Sun sets behind the city, turning most into colourless dark forms, ready to dissolve into the night. But wait! there is still a responsibility to thank the river.
I did not enjoy the aarti ( prayer ). Actually I have never enjoyed any aarti. This one however is an attempt at exaggerated gestures, with the wrists of the participants flowing in feminine movements. I can believe that they are trying to emulate the river. To me it appeared overly contrived.
One of the agendas was to taste typical Benarasi food. Breakfast is great, an ample serving of delicious pooris and subzi, served with a few hot jalebis. Good enough to last most of the day. This dish is consistently fantastic everywhere in the city and consistently cheap. For twenty bucks, one can be satiated till late afternoon. Another interesting thing is the Mallauaa. Best pronounced with your lower lip brimming with beetle soaked saliva. People claim to make it with dew drops and milk cream. The combination is whipped vigorously till it turns into a foam. So when you ingest Mallauaa, you feel nothing. It is as if you are eating air.
It is ten bucks worth of aerosolised milk cream. This particular flavour was special. Somewhat bitter, like that bitterness of nectar when you suck on a flower’s pedicel, but over all it is a sweet meat. Benarasi paan is another specialty. It is called Maghai paan technically and when you chew it, leaves no fibrous after bodies sticking in your teeth. I sampled sweet versions which were tender and luxurious. Most natives swallow it with beetle nut, lime and tobacco. Benarasis eat two kinds of kachauris. One eaten in the morning is called the Gudhri Kachauri. It is small ( looks like a dumpling), filled with masala lentil , and is served with a preparation of potatoes and black chick peas. The other is consumed in the evening and resembles the normal version we are accustomed to.
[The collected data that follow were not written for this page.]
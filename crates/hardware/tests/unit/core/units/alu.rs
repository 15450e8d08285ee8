//! ALU operations.

use pretty_assertions::assert_eq;
use proptest::prelude::*;
use rstest::rstest;

use rvpipe_core::core::pipeline::signals::AluOp;
use rvpipe_core::core::units::alu::Alu;

proptest! {
    #[test]
    fn add_and_sub_wrap(a: u32, b: u32) {
        prop_assert_eq!(Alu::execute(AluOp::Add, a, b), a.wrapping_add(b));
        prop_assert_eq!(Alu::execute(AluOp::Sub, a, b), a.wrapping_sub(b));
    }

    #[test]
    fn bitwise_ops(a: u32, b: u32) {
        prop_assert_eq!(Alu::execute(AluOp::And, a, b), a & b);
        prop_assert_eq!(Alu::execute(AluOp::Or, a, b), a | b);
        prop_assert_eq!(Alu::execute(AluOp::Xor, a, b), a ^ b);
    }

    #[test]
    fn shifts_use_low_five_bits(a: u32, b: u32) {
        let sh = b & 0x1F;
        prop_assert_eq!(Alu::execute(AluOp::Sll, a, b), a << sh);
        prop_assert_eq!(Alu::execute(AluOp::Srl, a, b), a >> sh);
        prop_assert_eq!(Alu::execute(AluOp::Sra, a, b), ((a as i32) >> sh) as u32);
    }

    #[test]
    fn set_less_than(a: u32, b: u32) {
        prop_assert_eq!(Alu::execute(AluOp::Slt, a, b), u32::from((a as i32) < (b as i32)));
        prop_assert_eq!(Alu::execute(AluOp::Sltu, a, b), u32::from(a < b));
    }
}

#[rstest]
#[case(AluOp::Sra, 0x8000_0000, 31, 0xFFFF_FFFF)]
#[case(AluOp::Srl, 0x8000_0000, 31, 1)]
#[case(AluOp::Sll, 1, 32, 1)]
#[case(AluOp::Slt, 0xFFFF_FFFF, 1, 1)]
#[case(AluOp::Sltu, 0xFFFF_FFFF, 1, 0)]
#[case(AluOp::Add, 0xFFFF_FFFF, 1, 0)]
#[case(AluOp::Sub, 0, 1, 0xFFFF_FFFF)]
fn edge_values(#[case] op: AluOp, #[case] a: u32, #[case] b: u32, #[case] expected: u32) {
    assert_eq!(Alu::execute(op, a, b), expected);
}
Four days spent at Benares, photography was a given. I expected to see somethings, but most came as a surprise. The spirit of the city is unimaginable and cannot be easily comprehended. Four days are not enough, maybe four lifetimes are, but even with its sang-froid welcome, Benares made me richer.
Like Yama, It discouraged me to ask certain questions, told me the futility of even knowing those answers. But as you walk on the shores of the great river, either you wonder how you have deserved to experience the sensation or simply thank whatever force you believe in for being blessed at that moment.
Honestly, I was pretty overwhelmed in four days and just wanted to fly back home to my family. I rubbed and washed , tried to drink and sleep the sensations away. It was not to be, I was born there but strangely it was my first visit and as a turtle who reaches the place of its birth to procreate, I too have a calling to get there again.I’ll see her now in other seasons.
Till we meet again Benares.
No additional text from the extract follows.